On Wed, Aug 10, 2022 at 03:11:23PM +0800, Jiufu Guo wrote:
> As mentioned in PR106550, since pli could support 34bits immediate, we could
> use less instructions(3insn would be ok) to build 64bits constant with pli.
> 
> For example, for constant 0x020805006106003, we could generate it with:
> asm code1:
> pli 9,101736451 (0x6106003)
> sldi 9,9,32
> paddi 9,9, 2130000 (0x0208050)
> 
> or asm code2:
> pli 10, 2130000
> pli 9, 101736451
> rldimi 9, 10, 32, 0
> 
> If there is only one register can be used, then the asm code1 is ok. Otherwise
> asm code2 may be better.

It is significantly better yes.  That code with sldi is perhaps what we
have to do after reload, but all those three insns are sequential,
expensive.

> This patch re-enable the constant building(splitter) before RA by updating the
> constrains from int_reg_operand_not_pseudo to gpc_reg_operand.  And then, we
> could use two different pseduo for two pli(s), and asm code2 can be generated.

> This patch also could generate asm code1 if hard register is allocated for the
> constant.

> +  else if (TARGET_PREFIXED)
> +    {
> +      /* pli 9,high32 + pli 10,low32 + rldimi 9,10,32,0.  */
> +      if (can_create_pseudo_p ())
> +	{
> +	  temp = gen_reg_rtx (DImode);
> +	  rtx temp1 = gen_reg_rtx (DImode);
> +	  emit_move_insn (copy_rtx (temp), GEN_INT ((ud4 << 16) | ud3));
> +	  emit_move_insn (copy_rtx (temp1), GEN_INT ((ud2 << 16) | ud1));
> +
> +	  rtx one = gen_rtx_AND (DImode, temp1, GEN_INT (0xffffffff));

Why do you meed to mask the value here?  That is a nop, no?

> +	  rtx two = gen_rtx_ASHIFT (DImode, temp, GEN_INT (32));
> +	  emit_move_insn (dest, gen_rtx_IOR (DImode, one, two));

But you can call gen_rotldi3_insert_3 explicitly, a better idea if this
code can run late (so we cannot rely on other optimisations to clean
things up).

> --- a/gcc/config/rs6000/rs6000.md
> +++ b/gcc/config/rs6000/rs6000.md
> @@ -9659,7 +9659,7 @@ (define_split
>  ;; When non-easy constants can go in the TOC, this should use
>  ;; easy_fp_constant predicate.
>  (define_split
> -  [(set (match_operand:DI 0 "int_reg_operand_not_pseudo")
> +  [(set (match_operand:DI 0 "gpc_reg_operand")
>  	(match_operand:DI 1 "const_int_operand"))]
>    "TARGET_POWERPC64 && num_insns_constant (operands[1], DImode) > 1"
>    [(set (match_dup 0) (match_dup 2))

This is a huge change.  Do you have some indication that it helps /
hurts / is neutral?  Some reasoning why it is a good idea?

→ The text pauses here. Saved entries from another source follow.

//! Object instances
//!
//! Provides [`Instance`], a shared object whose property reads, writes and
//! method calls first consult an attached [`InterceptTable`] and only then
//! fall through to the real members of its class.
//!
//! No lock is held while a rule or member body runs, so bodies may freely
//! re-enter the same instance.

use crate::class::ClassRef;
use crate::error::ObjectError;
use crate::intercept::InterceptTable;
use crate::value::Value;
use indexmap::IndexMap;
use parking_lot::RwLock;
use std::fmt::{self, Display, Formatter};
use std::sync::Arc;
use uuid::Uuid;

/// Unique identity of an allocated instance
#[derive(Debug, Clone, Copy, PartialEq, Eq, PartialOrd, Ord, Hash)]
pub struct InstanceId(Uuid);

impl InstanceId {
    /// Generate a fresh id
    #[inline]
    #[must_use]
    pub fn new() -> Self {
        Self(Uuid::new_v4())
    }
}

impl Default for InstanceId {
    fn default() -> Self {
        Self::new()
    }
}

impl Display for InstanceId {
    fn fmt(&self, f: &mut Formatter<'_>) -> fmt::Result {
        write!(f, "{}", self.0)
    }
}

struct InstanceInner {
    id: InstanceId,
    class: ClassRef,
    fields: RwLock<IndexMap<String, Value>>,
    intercepts: RwLock<Option<InterceptTable>>,
}

/// Shared handle to an object
///
/// Cloning shares the object; equality is identity.
#[derive(Clone)]
pub struct Instance(Arc<InstanceInner>);

impl Instance {
    pub(crate) fn allocate(class: ClassRef) -> Self {
        Self(Arc::new(InstanceInner {
            id: InstanceId::new(),
            class,
            fields: RwLock::new(IndexMap::new()),
            intercepts: RwLock::new(None),
        }))
    }

    /// Unique id
    #[inline]
    #[must_use]
    pub fn id(&self) -> InstanceId {
        self.0.id
    }

    /// Class this object was allocated from
    #[inline]
    #[must_use]
    pub fn class(&self) -> &ClassRef {
        &self.0.class
    }

    /// Name of the class
    #[inline]
    #[must_use]
    pub fn class_name(&self) -> &str {
        self.0.class.name()
    }

    /// Identity comparison
    #[inline]
    #[must_use]
    pub fn ptr_eq(&self, other: &Self) -> bool {
        Arc::ptr_eq(&self.0, &other.0)
    }

    /// Attach an intercept table, replacing any previous one
    pub fn attach(&self, table: InterceptTable) {
        *self.0.intercepts.write() = Some(table);
    }

    /// Attach `table` unless a table is already attached
    ///
    /// Returns `true` if `table` was attached.
    pub fn attach_if_unset(&self, table: InterceptTable) -> bool {
        let mut slot = self.0.intercepts.write();
        if slot.is_some() {
            return false;
        }
        *slot = Some(table);
        true
    }

    /// Attached intercept table, if any
    #[must_use]
    pub fn intercepts(&self) -> Option<InterceptTable> {
        self.0.intercepts.read().clone()
    }

    /// Read a property, honoring intercept rules
    ///
    /// # Errors
    /// Propagates faults from the rule or the accessor body.
    pub fn get(&self, property: &str) -> Result<Value, ObjectError> {
        if let Some(rule) = self.intercepts().and_then(|t| t.get_rule(property)) {
            tracing::trace!(class = %self.class_name(), property, "get intercepted");
            return rule(self, property);
        }
        self.get_real(property)
    }

    /// Write a property, honoring intercept rules
    ///
    /// # Errors
    /// Propagates faults from the rule or the accessor body.
    pub fn set(&self, property: &str, value: impl Into<Value>) -> Result<(), ObjectError> {
        let value = value.into();
        if let Some(rule) = self.intercepts().and_then(|t| t.set_rule(property)) {
            tracing::trace!(class = %self.class_name(), property, "set intercepted");
            return rule(self, property, value);
        }
        self.set_real(property, value)
    }

    /// Call a method, honoring intercept rules
    ///
    /// # Errors
    /// Propagates faults from the rule or the method body;
    /// [`ObjectError::MissingMethod`] if nothing answers the call.
    pub fn call(&self, method: &str, args: &[Value]) -> Result<Value, ObjectError> {
        if let Some(rule) = self.intercepts().and_then(|t| t.method_rule(method)) {
            tracing::trace!(class = %self.class_name(), method, "call intercepted");
            return rule(self, method, args);
        }
        self.call_real(method, args)
    }

    /// Read a property through the class only: accessor getter, then own field
    ///
    /// A property that was never assigned reads as `Undefined`.
    ///
    /// # Errors
    /// Propagates faults from the accessor body.
    pub fn get_real(&self, property: &str) -> Result<Value, ObjectError> {
        if let Some(getter) = self.0.class.getter(property) {
            let getter = Arc::clone(getter);
            return getter(self);
        }
        Ok(self
            .0
            .fields
            .read()
            .get(property)
            .cloned()
            .unwrap_or_default())
    }

    /// Write a property through the class only: accessor setter, then own field
    ///
    /// # Errors
    /// [`ObjectError::TypeMismatch`] when writing a getter-only accessor;
    /// otherwise propagates faults from the setter body.
    pub fn set_real(&self, property: &str, value: Value) -> Result<(), ObjectError> {
        if let Some(setter) = self.0.class.setter(property) {
            let setter = Arc::clone(setter);
            return setter(self, value);
        }
        if self.0.class.getter(property).is_some() {
            return Err(ObjectError::TypeMismatch(format!(
                "cannot assign to read-only property {}.{property}",
                self.class_name()
            )));
        }
        self.0.fields.write().insert(property.to_string(), value);
        Ok(())
    }

    /// Call a method of the class directly
    ///
    /// # Errors
    /// [`ObjectError::MissingMethod`] if the class has no such method;
    /// otherwise propagates faults from the body.
    pub fn call_real(&self, method: &str, args: &[Value]) -> Result<Value, ObjectError> {
        let body = self
            .0
            .class
            .method(method)
            .cloned()
            .ok_or_else(|| ObjectError::MissingMethod {
                class: self.class_name().to_string(),
                method: method.to_string(),
            })?;
        body(self, args)
    }

    /// Names of own fields that hold a value
    #[must_use]
    pub fn own_fields(&self) -> Vec<String> {
        self.0.fields.read().keys().cloned().collect()
    }
}

impl PartialEq for Instance {
    fn eq(&self, other: &Self) -> bool {
        self.ptr_eq(other)
    }
}

impl Eq for Instance {}

impl fmt::Debug for Instance {
    fn fmt(&self, f: &mut Formatter<'_>) -> fmt::Result {
        f.debug_struct("Instance")
            .field("class", &self.class_name())
            .field("id", &self.0.id)
            .field("intercepted", &self.0.intercepts.read().is_some())
            .finish_non_exhaustive()
    }
}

I am not against it, but some more rationale would be good :-)

Btw, this splitter uses operands[2] and [3] in the replacement, and
neither of those exists.  The replacement never is used of course.
Instead, rs6000_emit_set_const is called always.  It would be less
misleading if the replacement text was just "(pc)" or such.


Segher

^ permalink raw reply	[flat|nested] 4+ messages in thread

* Re: [PATCH] rs6000: Enable generate const through pli+pli+rldimi
  2022-08-10 16:43 ` Segher Boessenkool
@ 2022-08-11 12:52   ` Jiufu Guo
  2022-08-11 13:48     ` Segher Boessenkool
  0 siblings, 1 reply; 4+ messages in thread
From: Jiufu Guo @ 2022-08-11 12:52 UTC (permalink / raw)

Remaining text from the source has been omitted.